While it was previously reported that the essential fatty acid requirements for optimal growth of the eels could be satisfied by both n-3 and n-6 polyunsaturated fatty acids, quantitative arachidonic acid requirements for juvenile eels were not determined.
Broken-line model analysis on the basis of weight gain and specific growth rates indicated that the dietary arachidonic acid requirement could be greater than 0.69% but less than 0.71% of the diet for juvenile eels. The growth-promoting activity of the acid was observed in the experiment and provided strong support for the contention that it is essential for juvenile eels.
Hemoglobin Powder: Fishmeal Replacement
At the majority of Japanese eel farms, feeding with dough feed largely based on fishmeal is a common practice. To develop economically viable and environmentally oriented Japanese eel aquaculture, alternate sources of high-quality protein must be identified.
In two consecutive six-week feeding trials, the efficiency of hemoglobin powder derived from hygienically collected and veterinary-approved pork and bovine blood to replace fishmeal with and without supplementation of the essential amino acids methionine, arginine and isoleucine was evaluated in juvenile Japanese eel diets. Test results demonstrated that fishmeal could be replaced by blood meal at up to 50% without amino acid supplementation and up to 75% with supplementation.

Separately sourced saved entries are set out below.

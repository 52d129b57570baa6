use crate::error::{PipelineError, Result};
use crate::models::{ExternalScore, ItemId, UserId};
use crate::store::read_jsonl;
use std::collections::HashSet;
use std::path::Path;
use tracing::{info, warn};

/// Score artifact written by the external ranker (`scores_{stage}.jsonl`).
pub struct ScoreTable;

impl ScoreTable {
    /// `Ok(None)` when the ranker has not produced output for this stage.
    pub fn load(path: &Path) -> Result<Option<Vec<ExternalScore>>> {
        let rows = match read_jsonl::<ExternalScore>(path) {
            Ok(rows) => rows,
            Err(e) if e.is_missing_artifact() => {
                warn!(path = %path.display(), "No ranker scores found");
                return Ok(None);
            }
            Err(e) => return Err(e),
        };

        let mut seen: HashSet<(UserId, ItemId)> = HashSet::with_capacity(rows.len());
        let mut scores = Vec::with_capacity(rows.len());

        for (line_no, row) in rows {
            if !row.score.is_finite() {
                return Err(PipelineError::Validation(format!(
                    "{}:{}: non-finite ranker score",
                    path.display(),
                    line_no
                )));
            }
            if !seen.insert((row.user_id, row.item_id)) {
                return Err(PipelineError::Validation(format!(
                    "{}:{}: duplicate pair user {} item {}",
                    path.display(),
                    line_no,
                    row.user_id,
                    row.item_id
                )));
            }
            scores.push(row);
        }

        info!(path = %path.display(), pairs = scores.len(), "Ranker scores loaded");
        Ok(Some(scores))
    }
}
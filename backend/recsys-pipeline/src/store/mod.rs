// ============================================
// Event Store (interaction log + item catalog)
// ============================================
//
// Read-only access to the interaction log and the item catalog.
// Every builder queries it once per stage with a half-open window.
//
// Backends:
// - InMemoryEventStore: events already materialized (tests, embedding)
// - FileEventStore: JSON-lines files, one record per line

use crate::error::{PipelineError, Result};
use crate::models::{EventType, InteractionEvent, ItemId, ItemRecord, UserId};
use serde::Deserialize;
use std::fs::File;
use std::io::{BufRead, BufReader};
use std::path::Path;
use tracing::info;

/// Half-open time range `[start, end)` in epoch milliseconds.
#[derive(Debug, Clone, Copy, PartialEq, Eq)]
pub struct TimeRange {
    pub start: i64,
    pub end: i64,
}

impl TimeRange {
    pub fn new(start: i64, end: i64) -> Self {
        Self { start, end }
    }

    /// Trailing window ending (exclusive) at `cutoff`.
    pub fn trailing(cutoff: i64, window_ms: i64) -> Self {
        Self {
            start: cutoff.saturating_sub(window_ms),
            end: cutoff,
        }
    }

    pub fn contains(&self, ts: i64) -> bool {
        ts >= self.start && ts < self.end
    }

    pub fn is_empty(&self) -> bool {
        self.start >= self.end
    }
}

pub trait EventStore: Send + Sync {
    /// Events with `range.start <= timestamp < range.end`, ordered by (timestamp, user, item).
    fn query(&self, range: TimeRange) -> Result<Vec<InteractionEvent>>;

    fn items(&self) -> Result<Vec<ItemRecord>>;
}

/// Checks the invariants every downstream stage relies on.
pub fn validate_event(event: &InteractionEvent) -> Result<()> {
    if event.timestamp < 0 {
        return Err(PipelineError::Validation(format!(
            "negative timestamp {} for user {} item {}",
            event.timestamp, event.user_id, event.item_id
        )));
    }
    Ok(())
}

fn sort_events(events: &mut [InteractionEvent]) {
    events.sort_by(|a, b| {
        a.timestamp
            .cmp(&b.timestamp)
            .then_with(|| a.user_id.cmp(&b.user_id))
            .then_with(|| a.item_id.cmp(&b.item_id))
            .then_with(|| a.event_type.cmp(&b.event_type))
    });
}

fn select_range(events: &[InteractionEvent], range: TimeRange) -> Vec<InteractionEvent> {
    if range.is_empty() {
        return Vec::new();
    }
    // Sorted by timestamp, so the window is a contiguous slice
    let lo = events.partition_point(|e| e.timestamp < range.start);
    let hi = events.partition_point(|e| e.timestamp < range.end);
    events[lo..hi].to_vec()
}

pub struct InMemoryEventStore {
    events: Vec<InteractionEvent>,
    items: Vec<ItemRecord>,
}

impl InMemoryEventStore {
    pub fn new(mut events: Vec<InteractionEvent>, items: Vec<ItemRecord>) -> Result<Self> {
        for event in &events {
            validate_event(event)?;
        }
        sort_events(&mut events);
        Ok(Self { events, items })
    }
}

impl EventStore for InMemoryEventStore {
    fn query(&self, range: TimeRange) -> Result<Vec<InteractionEvent>> {
        Ok(select_range(&self.events, range))
    }

    fn items(&self) -> Result<Vec<ItemRecord>> {
        Ok(self.items.clone())
    }
}

/// Raw interaction line; `ts` may be null or absent in malformed exports.
#[derive(Debug, Deserialize)]
struct RawEvent {
    user_id: UserId,
    item_id: ItemId,
    event_type: EventType,
    #[serde(default)]
    ts: Option<i64>,
}

/// JSON-lines backed store. Both files are read and validated on open.
pub struct FileEventStore {
    inner: InMemoryEventStore,
}

impl FileEventStore {
    pub fn open(interactions: &Path, items: &Path) -> Result<Self> {
        let events = read_jsonl::<RawEvent>(interactions)?
            .into_iter()
            .map(|(line_no, raw)| {
                let timestamp = raw.ts.ok_or_else(|| {
                    PipelineError::Validation(format!(
                        "{}:{}: missing timestamp",
                        interactions.display(),
                        line_no
                    ))
                })?;
                let event = InteractionEvent {
                    user_id: raw.user_id,
                    item_id: raw.item_id,
                    event_type: raw.event_type,
                    timestamp,
                };
                validate_event(&event).map_err(|e| {
                    PipelineError::Validation(format!(
                        "{}:{}: {}",
                        interactions.display(),
                        line_no,
                        e
                    ))
                })?;
                Ok(event)
            })
            .collect::<Result<Vec<_>>>()?;

        let catalog: Vec<ItemRecord> = read_jsonl(items)?
            .into_iter()
            .map(|(_, record)| record)
            .collect();

        info!(
            events = events.len(),
            items = catalog.len(),
            path = %interactions.display(),
            "Event store loaded"
        );

        Ok(Self {
            inner: InMemoryEventStore::new(events, catalog)?,
        })
    }
}

impl EventStore for FileEventStore {
    fn query(&self, range: TimeRange) -> Result<Vec<InteractionEvent>> {
        self.inner.query(range)
    }

    fn items(&self) -> Result<Vec<ItemRecord>> {
        self.inner.items()
    }
}

/// Reads a JSON-lines file, returning each record with its 1-based line number.
/// Blank lines are skipped.
pub fn read_jsonl<T: serde::de::DeserializeOwned>(path: &Path) -> Result<Vec<(usize, T)>> {
    if !path.exists() {
        return Err(PipelineError::MissingUpstreamArtifact(
            path.display().to_string(),
        ));
    }

    let reader = BufReader::new(File::open(path)?);
    let mut records = Vec::new();

    for (idx, line) in reader.lines().enumerate() {
        let line = line?;
        if line.trim().is_empty() {
            continue;
        }
        let record = serde_json::from_str(&line).map_err(|e| {
            PipelineError::Validation(format!("{}:{}: {}", path.display(), idx + 1, e))
        })?;
        records.push((idx + 1, record));
    }

    Ok(records)
}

Supplementation With Propolis
Consistent increases in per unit area of production as well as overall yields at eel farms have been the result of intensification. Subsequent low survival has been correlated with adverse water quality caused by overcrowding.
Propolis, a resinous mixture that honey bees collect from tree buds and other botanical source, has been used as a feed additive for aquatic species. It reportedly contains a variety of chemical compounds, such as polyphenols, sesquiterpene, quinones, coumarins, steroids, amino acids and inorganic compounds.
Propolis has been reported to increase cell-mediated immunity and enhance non-specific immune response and disease resistance in different species of fish as well as terrestrial animals.
The authors investigated the effects of different dietary supplementation levels of propolis as an immunostimulant and growth promoter in juvenile eels. Results for the environmentally friendly natural feed additive indicated optimum dietary supplementation levels of 0.25 to 0.50% for optimum growth and feed efficiency, and 0.50 to 1.00% for enhanced immune responses and disease resistance in Japanese eels.
Body Composition
Freshwater eels have become a cherished food item due to their high nutritional profile. The authors studied the differences in the body composition and size of farmed eels as well as eels captured in different locations.
Results indicated the eels’ body compositions depended on capture location and body size. Furthermore, due to increasing pollution, large wild-caught Japanese eels are believed to be more prone to heavy metal toxicity than cultured eels.